- Problem details: Lines in the entries below where the word "format" shows up should each be copied.

- Stored data:

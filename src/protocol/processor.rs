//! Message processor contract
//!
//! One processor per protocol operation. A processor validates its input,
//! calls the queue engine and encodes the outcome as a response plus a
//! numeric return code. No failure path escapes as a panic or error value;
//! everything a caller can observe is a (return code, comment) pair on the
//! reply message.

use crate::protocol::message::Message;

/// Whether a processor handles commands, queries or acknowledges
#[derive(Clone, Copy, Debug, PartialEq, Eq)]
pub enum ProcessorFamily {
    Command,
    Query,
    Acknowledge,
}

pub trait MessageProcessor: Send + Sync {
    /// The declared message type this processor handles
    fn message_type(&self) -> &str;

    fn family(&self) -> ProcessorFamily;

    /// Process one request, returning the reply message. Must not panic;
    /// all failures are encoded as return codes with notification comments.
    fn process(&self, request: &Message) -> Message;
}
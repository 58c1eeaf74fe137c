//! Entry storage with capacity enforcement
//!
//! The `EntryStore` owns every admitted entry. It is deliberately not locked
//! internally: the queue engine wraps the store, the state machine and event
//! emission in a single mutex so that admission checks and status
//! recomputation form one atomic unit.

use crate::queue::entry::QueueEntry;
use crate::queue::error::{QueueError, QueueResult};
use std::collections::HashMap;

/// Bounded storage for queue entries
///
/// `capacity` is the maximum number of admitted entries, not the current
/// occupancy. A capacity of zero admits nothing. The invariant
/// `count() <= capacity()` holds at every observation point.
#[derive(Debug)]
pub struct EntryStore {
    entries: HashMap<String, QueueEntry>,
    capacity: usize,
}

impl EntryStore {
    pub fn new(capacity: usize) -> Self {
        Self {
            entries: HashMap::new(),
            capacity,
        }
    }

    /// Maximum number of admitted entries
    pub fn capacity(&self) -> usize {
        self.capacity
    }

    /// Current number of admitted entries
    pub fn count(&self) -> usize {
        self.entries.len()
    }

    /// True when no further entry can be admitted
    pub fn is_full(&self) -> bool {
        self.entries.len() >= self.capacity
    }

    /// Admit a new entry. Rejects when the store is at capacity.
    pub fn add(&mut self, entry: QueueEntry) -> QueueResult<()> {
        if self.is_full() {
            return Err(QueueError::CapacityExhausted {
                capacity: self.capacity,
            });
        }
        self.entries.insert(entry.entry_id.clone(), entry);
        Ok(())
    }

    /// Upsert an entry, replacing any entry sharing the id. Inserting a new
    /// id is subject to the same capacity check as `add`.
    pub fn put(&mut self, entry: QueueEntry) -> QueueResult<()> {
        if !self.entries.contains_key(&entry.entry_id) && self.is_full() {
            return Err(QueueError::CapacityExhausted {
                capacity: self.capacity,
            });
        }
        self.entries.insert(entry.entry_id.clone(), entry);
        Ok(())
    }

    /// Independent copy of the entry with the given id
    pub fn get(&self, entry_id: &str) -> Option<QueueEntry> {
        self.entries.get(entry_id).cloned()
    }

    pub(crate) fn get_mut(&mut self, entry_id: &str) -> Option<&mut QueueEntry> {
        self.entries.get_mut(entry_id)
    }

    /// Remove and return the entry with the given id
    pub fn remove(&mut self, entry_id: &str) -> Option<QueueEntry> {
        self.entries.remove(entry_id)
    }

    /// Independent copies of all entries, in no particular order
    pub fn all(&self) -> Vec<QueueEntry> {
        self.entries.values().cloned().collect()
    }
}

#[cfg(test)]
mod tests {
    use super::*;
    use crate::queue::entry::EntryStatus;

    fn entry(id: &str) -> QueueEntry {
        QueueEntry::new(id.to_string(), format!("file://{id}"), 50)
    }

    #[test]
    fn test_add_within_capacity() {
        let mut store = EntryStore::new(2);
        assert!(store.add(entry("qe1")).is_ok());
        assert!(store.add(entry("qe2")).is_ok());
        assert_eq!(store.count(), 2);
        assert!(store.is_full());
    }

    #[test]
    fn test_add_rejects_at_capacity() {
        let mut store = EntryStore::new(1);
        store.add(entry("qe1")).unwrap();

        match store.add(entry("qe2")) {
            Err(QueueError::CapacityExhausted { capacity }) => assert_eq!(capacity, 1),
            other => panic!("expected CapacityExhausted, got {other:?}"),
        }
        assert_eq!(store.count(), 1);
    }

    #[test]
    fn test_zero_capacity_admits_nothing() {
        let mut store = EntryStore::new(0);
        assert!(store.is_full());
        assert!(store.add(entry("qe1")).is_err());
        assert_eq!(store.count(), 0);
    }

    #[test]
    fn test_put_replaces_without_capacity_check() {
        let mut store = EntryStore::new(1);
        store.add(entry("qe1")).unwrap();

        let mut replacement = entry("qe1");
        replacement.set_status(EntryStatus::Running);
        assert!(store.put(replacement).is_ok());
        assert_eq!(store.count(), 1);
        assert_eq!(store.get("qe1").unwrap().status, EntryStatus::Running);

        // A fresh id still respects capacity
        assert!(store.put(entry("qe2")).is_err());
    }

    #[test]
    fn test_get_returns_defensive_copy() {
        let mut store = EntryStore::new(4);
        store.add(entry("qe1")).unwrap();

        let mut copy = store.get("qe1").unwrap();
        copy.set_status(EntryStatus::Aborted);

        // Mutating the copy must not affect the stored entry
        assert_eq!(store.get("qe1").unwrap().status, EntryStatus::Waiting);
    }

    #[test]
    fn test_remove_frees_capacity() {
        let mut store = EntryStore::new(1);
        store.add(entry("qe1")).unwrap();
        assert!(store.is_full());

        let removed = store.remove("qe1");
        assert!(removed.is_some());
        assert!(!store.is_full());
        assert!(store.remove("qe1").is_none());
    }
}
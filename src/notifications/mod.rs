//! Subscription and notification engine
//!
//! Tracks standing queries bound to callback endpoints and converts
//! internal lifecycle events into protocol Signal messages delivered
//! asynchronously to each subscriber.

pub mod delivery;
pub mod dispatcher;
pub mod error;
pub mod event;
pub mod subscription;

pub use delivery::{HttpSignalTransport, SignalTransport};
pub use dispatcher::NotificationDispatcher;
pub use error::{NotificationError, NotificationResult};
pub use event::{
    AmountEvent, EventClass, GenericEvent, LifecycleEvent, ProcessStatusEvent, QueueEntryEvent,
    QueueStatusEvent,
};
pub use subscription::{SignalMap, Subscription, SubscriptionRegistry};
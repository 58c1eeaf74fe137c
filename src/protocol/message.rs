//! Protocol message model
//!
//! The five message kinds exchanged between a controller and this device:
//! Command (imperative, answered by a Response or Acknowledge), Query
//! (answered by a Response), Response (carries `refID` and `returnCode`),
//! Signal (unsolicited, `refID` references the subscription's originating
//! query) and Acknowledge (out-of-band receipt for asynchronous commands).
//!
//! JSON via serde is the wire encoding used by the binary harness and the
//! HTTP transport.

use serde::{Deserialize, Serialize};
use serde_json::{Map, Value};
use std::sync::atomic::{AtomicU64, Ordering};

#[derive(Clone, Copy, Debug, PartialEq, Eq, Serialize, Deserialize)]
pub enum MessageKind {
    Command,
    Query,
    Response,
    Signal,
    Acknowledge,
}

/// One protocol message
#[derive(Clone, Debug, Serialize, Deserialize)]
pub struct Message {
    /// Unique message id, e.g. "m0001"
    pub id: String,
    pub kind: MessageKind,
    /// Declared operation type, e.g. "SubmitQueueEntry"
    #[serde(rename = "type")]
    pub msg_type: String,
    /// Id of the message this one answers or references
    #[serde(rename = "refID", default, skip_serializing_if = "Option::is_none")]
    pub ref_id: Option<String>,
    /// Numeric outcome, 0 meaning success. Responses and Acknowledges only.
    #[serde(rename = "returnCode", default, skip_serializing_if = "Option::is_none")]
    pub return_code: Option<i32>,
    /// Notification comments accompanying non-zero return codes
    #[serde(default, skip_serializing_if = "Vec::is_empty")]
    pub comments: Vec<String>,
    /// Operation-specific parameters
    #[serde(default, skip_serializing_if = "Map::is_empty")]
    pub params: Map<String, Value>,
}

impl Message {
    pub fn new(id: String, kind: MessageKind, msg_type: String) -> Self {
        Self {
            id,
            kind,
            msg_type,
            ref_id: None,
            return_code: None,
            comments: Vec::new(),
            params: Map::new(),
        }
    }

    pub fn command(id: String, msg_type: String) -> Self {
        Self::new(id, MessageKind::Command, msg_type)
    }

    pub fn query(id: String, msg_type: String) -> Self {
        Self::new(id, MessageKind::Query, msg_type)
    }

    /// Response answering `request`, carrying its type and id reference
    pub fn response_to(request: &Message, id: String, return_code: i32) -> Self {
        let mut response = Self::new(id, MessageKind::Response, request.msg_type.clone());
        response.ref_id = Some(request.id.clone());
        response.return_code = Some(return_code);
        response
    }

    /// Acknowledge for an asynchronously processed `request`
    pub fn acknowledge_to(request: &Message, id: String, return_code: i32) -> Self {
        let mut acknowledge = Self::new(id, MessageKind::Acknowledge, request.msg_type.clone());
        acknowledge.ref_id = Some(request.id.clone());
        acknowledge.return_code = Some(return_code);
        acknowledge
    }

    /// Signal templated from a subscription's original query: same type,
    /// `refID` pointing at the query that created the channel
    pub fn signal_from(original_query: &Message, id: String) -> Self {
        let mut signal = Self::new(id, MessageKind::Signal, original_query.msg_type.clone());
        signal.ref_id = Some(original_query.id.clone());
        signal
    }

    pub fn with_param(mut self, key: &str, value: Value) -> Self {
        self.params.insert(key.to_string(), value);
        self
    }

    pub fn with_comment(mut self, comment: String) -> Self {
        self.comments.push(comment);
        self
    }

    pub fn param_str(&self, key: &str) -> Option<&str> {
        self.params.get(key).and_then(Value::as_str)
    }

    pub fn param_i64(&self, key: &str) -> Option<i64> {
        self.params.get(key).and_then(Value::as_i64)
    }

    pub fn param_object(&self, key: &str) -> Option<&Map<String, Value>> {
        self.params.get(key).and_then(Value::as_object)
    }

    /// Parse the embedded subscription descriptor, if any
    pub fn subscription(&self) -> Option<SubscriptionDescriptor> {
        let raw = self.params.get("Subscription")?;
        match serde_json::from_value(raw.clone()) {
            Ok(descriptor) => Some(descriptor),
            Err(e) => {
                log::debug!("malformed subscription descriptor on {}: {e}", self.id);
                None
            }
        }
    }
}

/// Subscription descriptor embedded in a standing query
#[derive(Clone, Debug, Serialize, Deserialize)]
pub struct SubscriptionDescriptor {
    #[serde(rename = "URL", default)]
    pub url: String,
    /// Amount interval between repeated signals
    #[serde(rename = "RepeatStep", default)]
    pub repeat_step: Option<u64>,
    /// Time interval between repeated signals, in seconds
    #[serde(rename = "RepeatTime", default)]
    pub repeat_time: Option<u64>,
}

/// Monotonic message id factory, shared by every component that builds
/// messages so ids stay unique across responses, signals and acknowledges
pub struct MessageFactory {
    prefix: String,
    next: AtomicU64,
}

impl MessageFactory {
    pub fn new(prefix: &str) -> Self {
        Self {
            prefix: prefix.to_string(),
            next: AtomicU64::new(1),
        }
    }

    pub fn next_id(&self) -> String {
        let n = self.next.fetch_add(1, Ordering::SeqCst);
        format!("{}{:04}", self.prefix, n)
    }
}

- Solution:
        QueueEntry::new(id.to_string(), format!("file://{id}"), 50)
        format!("{}{:04}", self.prefix, n)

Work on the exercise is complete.